WORK REQUEST:
For each line below that contains the word "derive", make a copy.

[Saved data entries]

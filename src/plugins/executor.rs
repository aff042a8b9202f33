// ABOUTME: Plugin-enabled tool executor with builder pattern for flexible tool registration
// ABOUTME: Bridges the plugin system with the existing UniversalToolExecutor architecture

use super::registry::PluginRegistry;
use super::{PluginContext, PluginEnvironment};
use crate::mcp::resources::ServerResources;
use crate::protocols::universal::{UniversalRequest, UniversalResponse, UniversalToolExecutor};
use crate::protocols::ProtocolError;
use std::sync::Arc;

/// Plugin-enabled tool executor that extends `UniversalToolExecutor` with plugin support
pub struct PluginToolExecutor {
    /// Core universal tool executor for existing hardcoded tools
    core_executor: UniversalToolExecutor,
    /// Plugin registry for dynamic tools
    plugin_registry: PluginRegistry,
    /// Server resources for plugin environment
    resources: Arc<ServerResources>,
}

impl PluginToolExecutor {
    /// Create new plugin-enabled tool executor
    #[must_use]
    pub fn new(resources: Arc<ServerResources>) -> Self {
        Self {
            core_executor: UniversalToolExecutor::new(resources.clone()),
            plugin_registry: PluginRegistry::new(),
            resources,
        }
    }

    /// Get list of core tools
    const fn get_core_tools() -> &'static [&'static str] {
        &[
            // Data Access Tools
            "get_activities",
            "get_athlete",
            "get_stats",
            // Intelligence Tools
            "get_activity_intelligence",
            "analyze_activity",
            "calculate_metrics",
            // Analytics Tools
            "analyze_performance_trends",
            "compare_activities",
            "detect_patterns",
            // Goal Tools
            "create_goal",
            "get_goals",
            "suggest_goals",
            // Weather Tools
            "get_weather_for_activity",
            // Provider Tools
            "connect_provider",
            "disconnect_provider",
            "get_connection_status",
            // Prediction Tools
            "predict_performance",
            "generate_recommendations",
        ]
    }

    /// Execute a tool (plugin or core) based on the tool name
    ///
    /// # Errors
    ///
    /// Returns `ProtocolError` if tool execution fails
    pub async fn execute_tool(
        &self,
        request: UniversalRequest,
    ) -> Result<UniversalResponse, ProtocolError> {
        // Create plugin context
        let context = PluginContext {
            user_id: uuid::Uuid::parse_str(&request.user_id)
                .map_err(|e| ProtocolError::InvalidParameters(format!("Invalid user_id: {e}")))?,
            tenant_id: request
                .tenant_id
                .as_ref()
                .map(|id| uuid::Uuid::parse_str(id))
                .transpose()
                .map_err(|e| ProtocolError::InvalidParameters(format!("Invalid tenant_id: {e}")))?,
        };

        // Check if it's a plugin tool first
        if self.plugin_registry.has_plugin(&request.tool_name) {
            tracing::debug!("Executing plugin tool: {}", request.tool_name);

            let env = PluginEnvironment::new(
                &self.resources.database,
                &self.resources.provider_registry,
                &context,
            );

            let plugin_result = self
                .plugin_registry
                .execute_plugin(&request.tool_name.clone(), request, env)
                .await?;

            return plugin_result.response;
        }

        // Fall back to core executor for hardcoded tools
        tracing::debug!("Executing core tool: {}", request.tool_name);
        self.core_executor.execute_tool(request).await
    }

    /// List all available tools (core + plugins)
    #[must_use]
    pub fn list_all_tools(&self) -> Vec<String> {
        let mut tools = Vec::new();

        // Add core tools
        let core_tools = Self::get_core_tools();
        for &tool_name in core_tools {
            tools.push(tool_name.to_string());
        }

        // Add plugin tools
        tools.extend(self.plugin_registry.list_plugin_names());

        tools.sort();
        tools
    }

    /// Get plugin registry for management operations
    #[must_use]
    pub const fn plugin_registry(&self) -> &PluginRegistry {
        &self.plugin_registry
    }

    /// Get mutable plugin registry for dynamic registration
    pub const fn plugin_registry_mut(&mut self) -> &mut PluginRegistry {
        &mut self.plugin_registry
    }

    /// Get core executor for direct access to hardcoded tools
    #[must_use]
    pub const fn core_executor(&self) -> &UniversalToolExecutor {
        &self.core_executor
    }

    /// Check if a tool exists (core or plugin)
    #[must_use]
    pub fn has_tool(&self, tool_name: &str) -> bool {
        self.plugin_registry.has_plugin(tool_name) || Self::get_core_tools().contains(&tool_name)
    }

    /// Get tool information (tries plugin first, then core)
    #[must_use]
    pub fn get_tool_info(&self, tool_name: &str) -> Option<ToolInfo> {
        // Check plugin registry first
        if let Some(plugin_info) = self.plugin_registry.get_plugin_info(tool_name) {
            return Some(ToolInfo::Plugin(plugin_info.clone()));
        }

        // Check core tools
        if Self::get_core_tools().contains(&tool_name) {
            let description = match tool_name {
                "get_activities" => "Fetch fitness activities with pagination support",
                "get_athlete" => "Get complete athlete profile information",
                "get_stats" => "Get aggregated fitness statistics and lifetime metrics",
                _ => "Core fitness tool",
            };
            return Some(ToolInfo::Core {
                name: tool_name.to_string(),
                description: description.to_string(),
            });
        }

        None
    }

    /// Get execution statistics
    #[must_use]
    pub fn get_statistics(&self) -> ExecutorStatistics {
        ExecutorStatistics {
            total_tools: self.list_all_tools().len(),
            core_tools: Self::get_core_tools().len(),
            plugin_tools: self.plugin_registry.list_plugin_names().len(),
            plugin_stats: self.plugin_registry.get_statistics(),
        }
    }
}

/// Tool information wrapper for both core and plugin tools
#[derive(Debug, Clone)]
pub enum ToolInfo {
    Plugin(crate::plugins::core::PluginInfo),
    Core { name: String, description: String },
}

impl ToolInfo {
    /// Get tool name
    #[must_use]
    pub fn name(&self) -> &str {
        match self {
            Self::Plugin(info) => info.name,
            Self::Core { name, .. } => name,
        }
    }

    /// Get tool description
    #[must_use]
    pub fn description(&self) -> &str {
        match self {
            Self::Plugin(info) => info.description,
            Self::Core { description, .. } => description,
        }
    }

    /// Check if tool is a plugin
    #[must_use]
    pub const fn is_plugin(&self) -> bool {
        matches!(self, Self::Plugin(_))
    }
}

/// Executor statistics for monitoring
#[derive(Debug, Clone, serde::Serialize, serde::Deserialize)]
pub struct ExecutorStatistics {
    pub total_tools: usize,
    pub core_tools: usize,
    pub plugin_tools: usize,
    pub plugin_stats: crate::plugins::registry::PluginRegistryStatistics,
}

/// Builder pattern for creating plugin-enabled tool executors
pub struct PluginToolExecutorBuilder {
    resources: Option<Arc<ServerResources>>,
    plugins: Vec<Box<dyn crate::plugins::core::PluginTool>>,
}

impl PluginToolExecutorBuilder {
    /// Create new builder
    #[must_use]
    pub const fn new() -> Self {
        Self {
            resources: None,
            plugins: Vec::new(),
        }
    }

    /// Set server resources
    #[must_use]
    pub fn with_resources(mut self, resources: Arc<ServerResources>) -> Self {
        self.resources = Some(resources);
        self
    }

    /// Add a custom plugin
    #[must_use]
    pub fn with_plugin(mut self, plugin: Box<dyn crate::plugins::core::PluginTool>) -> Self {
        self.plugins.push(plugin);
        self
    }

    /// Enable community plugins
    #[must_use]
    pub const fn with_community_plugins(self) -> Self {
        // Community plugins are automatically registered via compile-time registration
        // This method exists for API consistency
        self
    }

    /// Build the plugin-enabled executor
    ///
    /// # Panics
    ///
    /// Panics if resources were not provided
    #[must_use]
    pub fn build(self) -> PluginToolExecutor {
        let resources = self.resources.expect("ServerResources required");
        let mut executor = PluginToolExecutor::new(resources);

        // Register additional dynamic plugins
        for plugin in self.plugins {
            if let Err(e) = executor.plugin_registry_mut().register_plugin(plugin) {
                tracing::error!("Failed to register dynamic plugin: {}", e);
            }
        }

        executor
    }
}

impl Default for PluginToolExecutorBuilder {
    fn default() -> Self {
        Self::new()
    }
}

ANSWER TO THIS EXERCISE:
#[derive(Debug, Clone)]
#[derive(Debug, Clone, serde::Serialize, serde::Deserialize)]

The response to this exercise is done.